Dataset entries:
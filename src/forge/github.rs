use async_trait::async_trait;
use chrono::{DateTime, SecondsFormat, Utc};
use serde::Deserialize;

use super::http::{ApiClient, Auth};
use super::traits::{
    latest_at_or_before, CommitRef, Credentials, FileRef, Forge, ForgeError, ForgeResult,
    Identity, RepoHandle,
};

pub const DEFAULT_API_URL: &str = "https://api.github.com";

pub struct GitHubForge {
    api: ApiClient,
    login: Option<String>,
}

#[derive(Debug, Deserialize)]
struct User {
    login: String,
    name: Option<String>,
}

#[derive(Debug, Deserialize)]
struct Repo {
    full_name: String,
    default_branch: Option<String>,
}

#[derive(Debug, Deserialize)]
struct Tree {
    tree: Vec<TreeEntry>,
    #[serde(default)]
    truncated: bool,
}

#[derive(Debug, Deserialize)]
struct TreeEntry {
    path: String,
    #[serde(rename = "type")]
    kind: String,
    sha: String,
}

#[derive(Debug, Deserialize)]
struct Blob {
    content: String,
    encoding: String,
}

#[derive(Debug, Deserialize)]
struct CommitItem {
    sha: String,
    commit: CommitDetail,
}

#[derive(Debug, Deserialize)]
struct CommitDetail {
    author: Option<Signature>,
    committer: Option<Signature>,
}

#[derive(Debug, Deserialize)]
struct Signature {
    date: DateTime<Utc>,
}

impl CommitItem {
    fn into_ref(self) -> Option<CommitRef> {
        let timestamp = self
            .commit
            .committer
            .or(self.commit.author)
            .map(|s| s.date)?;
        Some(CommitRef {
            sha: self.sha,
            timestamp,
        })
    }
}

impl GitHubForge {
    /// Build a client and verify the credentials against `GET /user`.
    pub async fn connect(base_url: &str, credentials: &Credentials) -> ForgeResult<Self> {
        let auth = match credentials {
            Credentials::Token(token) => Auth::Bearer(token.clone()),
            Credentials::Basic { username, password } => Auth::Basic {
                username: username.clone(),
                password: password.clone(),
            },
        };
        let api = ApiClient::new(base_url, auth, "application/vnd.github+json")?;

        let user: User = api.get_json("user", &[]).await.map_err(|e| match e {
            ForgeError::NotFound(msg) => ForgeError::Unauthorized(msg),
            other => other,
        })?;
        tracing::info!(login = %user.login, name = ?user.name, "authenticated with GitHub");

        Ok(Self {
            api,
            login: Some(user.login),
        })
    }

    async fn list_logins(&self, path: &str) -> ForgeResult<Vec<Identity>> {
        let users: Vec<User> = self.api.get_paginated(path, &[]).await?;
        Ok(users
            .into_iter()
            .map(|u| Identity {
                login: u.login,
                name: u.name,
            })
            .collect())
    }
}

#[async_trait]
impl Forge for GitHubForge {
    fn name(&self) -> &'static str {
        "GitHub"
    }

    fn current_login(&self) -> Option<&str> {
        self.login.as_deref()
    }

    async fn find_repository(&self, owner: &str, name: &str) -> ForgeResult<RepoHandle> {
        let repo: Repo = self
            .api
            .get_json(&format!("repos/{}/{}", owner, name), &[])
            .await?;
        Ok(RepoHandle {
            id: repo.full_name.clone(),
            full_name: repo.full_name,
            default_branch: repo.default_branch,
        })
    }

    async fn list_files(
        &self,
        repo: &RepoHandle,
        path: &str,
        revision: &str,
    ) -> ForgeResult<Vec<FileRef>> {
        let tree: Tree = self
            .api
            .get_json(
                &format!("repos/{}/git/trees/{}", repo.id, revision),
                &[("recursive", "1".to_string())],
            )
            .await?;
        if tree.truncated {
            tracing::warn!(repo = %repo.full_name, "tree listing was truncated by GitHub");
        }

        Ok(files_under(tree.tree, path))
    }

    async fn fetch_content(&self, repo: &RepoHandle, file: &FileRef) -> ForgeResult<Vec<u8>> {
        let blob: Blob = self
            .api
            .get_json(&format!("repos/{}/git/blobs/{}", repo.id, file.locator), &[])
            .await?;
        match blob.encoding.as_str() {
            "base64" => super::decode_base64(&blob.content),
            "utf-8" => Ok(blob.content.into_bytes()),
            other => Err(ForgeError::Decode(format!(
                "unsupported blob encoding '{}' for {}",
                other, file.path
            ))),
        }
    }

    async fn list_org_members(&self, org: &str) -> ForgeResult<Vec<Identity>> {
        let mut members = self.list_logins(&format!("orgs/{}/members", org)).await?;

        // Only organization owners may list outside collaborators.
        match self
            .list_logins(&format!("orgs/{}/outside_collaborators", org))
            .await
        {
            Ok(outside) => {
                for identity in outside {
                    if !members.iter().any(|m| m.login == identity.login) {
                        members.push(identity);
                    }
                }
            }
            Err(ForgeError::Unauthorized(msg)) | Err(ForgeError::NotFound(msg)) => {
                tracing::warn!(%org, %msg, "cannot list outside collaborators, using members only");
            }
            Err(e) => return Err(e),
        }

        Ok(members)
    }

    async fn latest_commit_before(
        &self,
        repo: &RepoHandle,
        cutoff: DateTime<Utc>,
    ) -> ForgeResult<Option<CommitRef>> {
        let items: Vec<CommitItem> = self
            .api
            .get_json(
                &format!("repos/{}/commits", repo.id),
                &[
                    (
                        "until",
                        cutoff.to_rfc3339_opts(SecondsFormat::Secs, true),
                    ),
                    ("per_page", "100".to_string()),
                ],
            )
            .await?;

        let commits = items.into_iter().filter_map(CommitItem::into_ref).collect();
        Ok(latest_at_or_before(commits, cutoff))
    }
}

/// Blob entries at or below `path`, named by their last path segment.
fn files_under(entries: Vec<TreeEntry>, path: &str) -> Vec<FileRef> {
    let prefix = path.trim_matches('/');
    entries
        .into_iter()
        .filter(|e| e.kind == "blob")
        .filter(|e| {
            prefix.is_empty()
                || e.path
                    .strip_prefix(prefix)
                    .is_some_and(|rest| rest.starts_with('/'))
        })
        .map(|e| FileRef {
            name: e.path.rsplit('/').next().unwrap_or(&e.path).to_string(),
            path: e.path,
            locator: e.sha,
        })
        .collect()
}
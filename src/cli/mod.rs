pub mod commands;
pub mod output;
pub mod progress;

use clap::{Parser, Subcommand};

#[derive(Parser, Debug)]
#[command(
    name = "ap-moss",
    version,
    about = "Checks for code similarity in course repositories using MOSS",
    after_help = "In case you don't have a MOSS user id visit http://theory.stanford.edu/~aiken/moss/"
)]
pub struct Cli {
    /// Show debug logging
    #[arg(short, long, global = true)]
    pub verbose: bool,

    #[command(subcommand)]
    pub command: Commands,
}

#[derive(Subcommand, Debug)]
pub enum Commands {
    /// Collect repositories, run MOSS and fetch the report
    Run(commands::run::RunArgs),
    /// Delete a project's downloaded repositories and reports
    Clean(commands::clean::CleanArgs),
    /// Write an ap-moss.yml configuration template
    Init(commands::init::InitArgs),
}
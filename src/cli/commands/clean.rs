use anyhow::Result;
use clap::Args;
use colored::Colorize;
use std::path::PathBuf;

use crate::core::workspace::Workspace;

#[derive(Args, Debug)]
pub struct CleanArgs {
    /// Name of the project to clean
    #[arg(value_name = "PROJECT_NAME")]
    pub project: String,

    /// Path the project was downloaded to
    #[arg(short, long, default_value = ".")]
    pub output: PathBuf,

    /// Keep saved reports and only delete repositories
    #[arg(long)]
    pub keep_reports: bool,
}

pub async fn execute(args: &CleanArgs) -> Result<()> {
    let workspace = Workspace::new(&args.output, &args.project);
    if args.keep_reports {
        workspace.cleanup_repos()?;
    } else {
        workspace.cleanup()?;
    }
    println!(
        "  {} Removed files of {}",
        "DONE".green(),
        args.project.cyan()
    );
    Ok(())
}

### WHAT YOU WILL DO
Take the lines above and retype all of them exactly.

### YOUR RESPONSE
filename src/forge/github.rs
use async_trait::async_trait;
use chrono::{DateTime, SecondsFormat, Utc};
use serde::Deserialize;

use super::http::{ApiClient, Auth};
use super::traits::{
    latest_at_or_before, CommitRef, Credentials, FileRef, Forge, ForgeError, ForgeResult,
    Identity, RepoHandle,
};

pub const DEFAULT_API_URL: &str = "https://api.github.com";

pub struct GitHubForge {
    api: ApiClient,
    login: Option<String>,
}

#[derive(Debug, Deserialize)]
struct User {
    login: String,
    name: Option<String>,
}

#[derive(Debug, Deserialize)]
struct Repo {
    full_name: String,
    default_branch: Option<String>,
}

#[derive(Debug, Deserialize)]
struct Tree {
    tree: Vec<TreeEntry>,
    #[serde(default)]
    truncated: bool,
}

#[derive(Debug, Deserialize)]
struct TreeEntry {
    path: String,
    #[serde(rename = "type")]
    kind: String,
    sha: String,
}

#[derive(Debug, Deserialize)]
struct Blob {
    content: String,
    encoding: String,
}

#[derive(Debug, Deserialize)]
struct CommitItem {
    sha: String,
    commit: CommitDetail,
}

#[derive(Debug, Deserialize)]
struct CommitDetail {
    author: Option<Signature>,
    committer: Option<Signature>,
}

#[derive(Debug, Deserialize)]
struct Signature {
    date: DateTime<Utc>,
}

impl CommitItem {
    fn into_ref(self) -> Option<CommitRef> {
        let timestamp = self
            .commit
            .committer
            .or(self.commit.author)
            .map(|s| s.date)?;
        Some(CommitRef {
            sha: self.sha,
            timestamp,
        })
    }
}

impl GitHubForge {
    /// Build a client and verify the credentials against `GET /user`.
    pub async fn connect(base_url: &str, credentials: &Credentials) -> ForgeResult<Self> {
        let auth = match credentials {
            Credentials::Token(token) => Auth::Bearer(token.clone()),
            Credentials::Basic { username, password } => Auth::Basic {
                username: username.clone(),
                password: password.clone(),
            },
        };
        let api = ApiClient::new(base_url, auth, "application/vnd.github+json")?;

        let user: User = api.get_json("user", &[]).await.map_err(|e| match e {
            ForgeError::NotFound(msg) => ForgeError::Unauthorized(msg),
            other => other,
        })?;
        tracing::info!(login = %user.login, name = ?user.name, "authenticated with GitHub");

        Ok(Self {
            api,
            login: Some(user.login),
        })
    }

    async fn list_logins(&self, path: &str) -> ForgeResult<Vec<Identity>> {
        let users: Vec<User> = self.api.get_paginated(path, &[]).await?;
        Ok(users
            .into_iter()
            .map(|u| Identity {
                login: u.login,
                name: u.name,
            })
            .collect())
    }
}

#[async_trait]
impl Forge for GitHubForge {
    fn name(&self) -> &'static str {
        "GitHub"
    }

    fn current_login(&self) -> Option<&str> {
        self.login.as_deref()
    }

    async fn find_repository(&self, owner: &str, name: &str) -> ForgeResult<RepoHandle> {
        let repo: Repo = self
            .api
            .get_json(&format!("repos/{}/{}", owner, name), &[])
            .await?;
        Ok(RepoHandle {
            id: repo.full_name.clone(),
            full_name: repo.full_name,
            default_branch: repo.default_branch,
        })
    }

    async fn list_files(
        &self,
        repo: &RepoHandle,
        path: &str,
        revision: &str,
    ) -> ForgeResult<Vec<FileRef>> {
        let tree: Tree = self
            .api
            .get_json(
                &format!("repos/{}/git/trees/{}", repo.id, revision),
                &[("recursive", "1".to_string())],
            )
            .await?;
        if tree.truncated {
            tracing::warn!(repo = %repo.full_name, "tree listing was truncated by GitHub");
        }

        Ok(files_under(tree.tree, path))
    }

    async fn fetch_content(&self, repo: &RepoHandle, file: &FileRef) -> ForgeResult<Vec<u8>> {
        let blob: Blob = self
            .api
            .get_json(&format!("repos/{}/git/blobs/{}", repo.id, file.locator), &[])
            .await?;
        match blob.encoding.as_str() {
            "base64" => super::decode_base64(&blob.content),
            "utf-8" => Ok(blob.content.into_bytes()),
            other => Err(ForgeError::Decode(format!(
                "unsupported blob encoding '{}' for {}",
                other, file.path
            ))),
        }
    }

    async fn list_org_members(&self, org: &str) -> ForgeResult<Vec<Identity>> {
        let mut members = self.list_logins(&format!("orgs/{}/members", org)).await?;

        // Only organization owners may list outside collaborators.
        match self
            .list_logins(&format!("orgs/{}/outside_collaborators", org))
            .await
        {
            Ok(outside) => {
                for identity in outside {
                    if !members.iter().any(|m| m.login == identity.login) {
                        members.push(identity);
                    }
                }
            }
            Err(ForgeError::Unauthorized(msg)) | Err(ForgeError::NotFound(msg)) => {
                tracing::warn!(%org, %msg, "cannot list outside collaborators, using members only");
            }
            Err(e) => return Err(e),
        }

        Ok(members)
    }

    async fn latest_commit_before(
        &self,
        repo: &RepoHandle,
        cutoff: DateTime<Utc>,
    ) -> ForgeResult<Option<CommitRef>> {
        let items: Vec<CommitItem> = self
            .api
            .get_json(
                &format!("repos/{}/commits", repo.id),
                &[
                    (
                        "until",
                        cutoff.to_rfc3339_opts(SecondsFormat::Secs, true),
                    ),
                    ("per_page", "100".to_string()),
                ],
            )
            .await?;

        let commits = items.into_iter().filter_map(CommitItem::into_ref).collect();
        Ok(latest_at_or_before(commits, cutoff))
    }
}

/// Blob entries at or below `path`, named by their last path segment.
fn files_under(entries: Vec<TreeEntry>, path: &str) -> Vec<FileRef> {
    let prefix = path.trim_matches('/');
    entries
        .into_iter()
        .filter(|e| e.kind == "blob")
        .filter(|e| {
            prefix.is_empty()
                || e.path
                    .strip_prefix(prefix)
                    .is_some_and(|rest| rest.starts_with('/'))
        })
        .map(|e| FileRef {
            name: e.path.rsplit('/').next().unwrap_or(&e.path).to_string(),
            path: e.path,
            locator: e.sha,
        })
        .collect()
}
filename src/cli/mod.rs
pub mod commands;
pub mod output;
pub mod progress;

use clap::{Parser, Subcommand};

#[derive(Parser, Debug)]
#[command(
    name = "ap-moss",
    version,
    about = "Checks for code similarity in course repositories using MOSS",
    after_help = "In case you don't have a MOSS user id visit http://theory.stanford.edu/~aiken/moss/"
)]
pub struct Cli {
    /// Show debug logging
    #[arg(short, long, global = true)]
    pub verbose: bool,

    #[command(subcommand)]
    pub command: Commands,
}

#[derive(Subcommand, Debug)]
pub enum Commands {
    /// Collect repositories, run MOSS and fetch the report
    Run(commands::run::RunArgs),
    /// Delete a project's downloaded repositories and reports
    Clean(commands::clean::CleanArgs),
    /// Write an ap-moss.yml configuration template
    Init(commands::init::InitArgs),
}
filename src/cli/commands/clean.rs
use anyhow::Result;
use clap::Args;
use colored::Colorize;
use std::path::PathBuf;

use crate::core::workspace::Workspace;

#[derive(Args, Debug)]
pub struct CleanArgs {
    /// Name of the project to clean
    #[arg(value_name = "PROJECT_NAME")]
    pub project: String,

    /// Path the project was downloaded to
    #[arg(short, long, default_value = ".")]
    pub output: PathBuf,

    /// Keep saved reports and only delete repositories
    #[arg(long)]
    pub keep_reports: bool,
}

pub async fn execute(args: &CleanArgs) -> Result<()> {
    let workspace = Workspace::new(&args.output, &args.project);
    if args.keep_reports {
        workspace.cleanup_repos()?;
    } else {
        workspace.cleanup()?;
    }
    println!(
        "  {} Removed files of {}",
        "DONE".green(),
        args.project.cyan()
    );
    Ok(())
}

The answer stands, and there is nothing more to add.